MBA Program Of The Year: Washington University’s Newly Revamped MBA

Olin MBA students in a team meeting during their global immersion

CHANGES ALLOWED OLIN TO RECRUIT ONE OF ITS MOST IMPRESSIVE MBA COHORTS EVER

Adds Kendra Kelly, a 30-year-old former marketer from Atlanta, “We did everything with our group of nearly 100 people for 28 days. We were bound to become close. It takes a village to get an MBA and that village started in St. Louis but we really became a village traveling abroad. We have been able to maintain that sense of community since we’ve been back on campus. In fact, some of the second years have looked at us in a quizzical way and wondered what is going on because of the close bonds we have with each other.”

Another benefit of the upfront immersion is the rapid development that occurs as a consequence of the intensive time together. “This is not just an extra eight weeks,” explains Dean Taylor. “It’s eight weeks intensive where you do nothing else. One of our professors said he never experienced students improving before his very eyes. So there was accelerated development that came out of it.” Indeed, faculty teaching the core courses back on campus found the students better prepared to absorb the business basics and tie them back into their experiences abroad. Students also were more deeply collaborative and engaged right from the start.

At a time when applications to full-time MBA programs have fallen in each of the past five years, the changes allowed Olin to recruit one of its most impressive MBA cohorts ever. The inaugural class of 98 students–47 fewer than its Class of 2019–boasts the most women (49%), the most international students (42%), the highest class GMAT average (695) in five years and the highest yield (44%) in a decade. Olin also was able to enroll 23% of underrepresented minorities, up from 19% in the Class of 2019.

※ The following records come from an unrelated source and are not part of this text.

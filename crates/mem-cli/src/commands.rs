//! Dispatch of parsed commands to the async client.

use crate::cli::{Cli, Command, ExportCommand, ProjectCommand};
use mem_client::{AsyncMemoryClient, ClientConfig, MemoryOptions, ProjectUpdate};
use serde_json::Value;
use std::time::Duration;

pub type CliResult<T> = Result<T, Box<dyn std::error::Error + Send + Sync>>;

impl Cli {
    /// Layer the command-line flags over `base`.
    pub fn client_config(&self, base: ClientConfig) -> ClientConfig {
        let mut config = base.timeout(Duration::from_secs(self.timeout));
        if let Some(ref key) = self.api_key {
            config = config.api_key(key);
        }
        if let Some(ref host) = self.host {
            config = config.host(host);
        }
        if let Some(ref org_id) = self.org_id {
            config = config.org_id(org_id);
        }
        if let Some(ref project_id) = self.project_id {
            config = config.project_id(project_id);
        }
        config
    }
}

fn with_page(mut options: MemoryOptions, page: Option<u32>, page_size: Option<u32>) -> MemoryOptions {
    if let Some(page) = page {
        options = options.page(page);
    }
    if let Some(page_size) = page_size {
        options = options.page_size(page_size);
    }
    options
}

/// Run one command and return the JSON to print.
pub async fn run(cli: Cli, base: ClientConfig) -> CliResult<Value> {
    if let Command::Reset { yes: false } = cli.command {
        return Err("reset deletes every memory; pass --yes to confirm".into());
    }
    let client = AsyncMemoryClient::new(cli.client_config(base)).await?;
    tracing::debug!(command = ?cli.command, "running command");

    let value = match cli.command {
        Command::Add {
            text,
            scope,
            metadata,
        } => {
            let mut options = scope.options();
            if let Some(metadata) = metadata {
                options = options.metadata(metadata);
            }
            client.add(text, options).await?
        }
        Command::Get { memory_id } => client.get(&memory_id).await?,
        Command::List {
            scope,
            api_version,
            filters,
            page,
            page_size,
        } => {
            let mut options = with_page(scope.options(), page, page_size);
            if let Some(filters) = filters {
                options = options.filters(filters);
            }
            client.get_all(api_version, options).await?
        }
        Command::Search {
            query,
            scope,
            api_version,
            limit,
            filters,
        } => {
            let mut options = scope.options();
            if let Some(limit) = limit {
                options = options.limit(limit);
            }
            if let Some(filters) = filters {
                options = options.filters(filters);
            }
            client.search(&query, api_version, options).await?
        }
        Command::Update { memory_id, text } => client.update(&memory_id, &text).await?,
        Command::Delete { memory_id } => client.delete(&memory_id).await?,
        Command::DeleteAll { scope } => client.delete_all(scope.options()).await?,
        Command::History { memory_id } => client.history(&memory_id).await?,
        Command::Entities => serde_json::to_value(client.users().await?)?,
        Command::Reset { .. } => serde_json::to_value(client.reset().await?)?,
        Command::Export(ExportCommand::Create { schema, scope }) => {
            client.create_memory_export(&schema, scope.options()).await?
        }
        Command::Export(ExportCommand::Get { scope }) => {
            client.get_memory_export(scope.options()).await?
        }
        Command::Project(ProjectCommand::Get { fields }) => {
            let fields = (!fields.is_empty()).then_some(fields.as_slice());
            client.get_project(fields).await?
        }
        Command::Project(ProjectCommand::Update {
            instructions,
            categories,
        }) => {
            let update = ProjectUpdate {
                custom_instructions: instructions,
                custom_categories: categories,
            };
            client.update_project(&update).await?
        }
    };
    Ok(value)
}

FOUR ‘PILLARS OF EXCELLENCE’ INFORMED THE REDESIGN OF THE MBA

Olin Dean Mark Taylor: “We have to break into the top end, and we can’t do that by tinkering.”

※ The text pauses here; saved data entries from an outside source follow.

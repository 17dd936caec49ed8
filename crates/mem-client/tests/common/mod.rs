//! Shared fixtures for the client integration tests.
#![allow(dead_code)]

use mem_client::ClientConfig;
use mem_telemetry::RecordingSink;
use serde_json::{json, Value};
use std::sync::Arc;
use wiremock::matchers::{method, path};
use wiremock::{Mock, MockServer, Request, ResponseTemplate};

pub const API_KEY: &str = "m0-test-key";
pub const USER: &str = "test-user";

pub fn ping_mock(body: Value) -> Mock {
    Mock::given(method("GET"))
        .and(path("/v1/ping/"))
        .respond_with(ResponseTemplate::new(200).set_body_json(body))
}

pub async fn start_server() -> MockServer {
    let server = MockServer::start().await;
    ping_mock(json!({ "status": "ok" })).mount(&server).await;
    server
}

pub fn config(server: &MockServer) -> ClientConfig {
    ClientConfig::new()
        .api_key(API_KEY)
        .host(server.uri())
        .user_id(USER)
}

pub fn config_with_sink(server: &MockServer, sink: &RecordingSink) -> ClientConfig {
    config(server).telemetry(Arc::new(sink.clone()))
}

pub fn entity_list() -> Value {
    json!({
        "results": [
            { "type": "user", "id": "alex" },
            { "type": "agent", "id": "planner" },
            { "type": "run", "id": "run-7" }
        ]
    })
}

/// Paths of the DELETE requests the server saw, in arrival order.
pub fn deleted_paths(requests: &[Request]) -> Vec<String> {
    requests
        .iter()
        .filter(|r| r.method.as_str() == "DELETE")
        .map(|r| r.url.path().to_string())
        .collect()
}

pub fn find<'a>(requests: &'a [Request], verb: &str, url_path: &str) -> Option<&'a Request> {
    requests
        .iter()
        .find(|r| r.method.as_str() == verb && r.url.path() == url_path)
}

No less impressive, the school was able to get its innovation off the ground in record time. The changes were approved by the faculty on May 23 of 2018, leading to a pilot program just ten months later. Planners piloted the immersion over spring break in March of 2019, taking 70 first- and second-year students to Shanghai and 35 to Barcelona for a compressed version of classes and excursions. Olin then rolled out the inaugural class last June, little more than 12 months after the changes were approved. That is a remarkable achievement, considering the enormous logistical challenge of having to arrange travel, meals, lodging, coursework, and projects for nearly 100 students across three continents. In all, 11 faculty traveled to teach in the program, along with four full-time MBAs who served as teaching assistants and 20 staffers across student affairs, career management, marketing, and communications.

It was Olin’s new dean who challenged his faculty to think big and global in the redesign of a solid MBA program that lacked much differentiation. “My view was we had to do something,” says Taylor. “The MBA is a flagship program and a lot of schools are closing their programs. My view is that we have to break into the top end, and we can’t do that by tinkering. We have to be bold and build a go-to program.” The changes also include more flexibility, allowing students to earn in addition to their MBA a master’s in data analytics, which provides STEM designation, or finance in 26 months.

The revamp came out of a five-year strategic plan informed by faculty, staff, and alumni, an analysis that included surveys and focus groups and a competitive assessment of peer and aspirational schools. Dean Taylor also enlisted pro bono consulting help from the Boston Consulting Group. The strategic review led to the adoption of four “pillars of excellence” that informed the new curriculum and the way in which Olin is preparing students for their post-graduate roles:

  • Values Based and Data Driven
  • Globally Oriented
  • Experiential
  • Entrepreneurial

Every single course in the new curriculum must reinforce at least one of the pillars, and professors are evaluated by students on this facet of the program. “All of these pillars have been incorporated in the design,” says Ohad Kadan, vice dean for programs and global education. “The whole curriculum had to be completely changed. BCG analyzed the pain points. The main problem was we did not have an identity. We were like 40 other schools,  and students were choosing us as a default school if they didn’t get into another school. With BCG we wanted to take our vanilla MBA program and make it very differentiated, the most global and most experiential MBA program in the world. BCG gave us a very general prototype and the faculty converted that into the courses, the sequencing, and the experiential learning. We are now the number one choice for students who like this new approach.”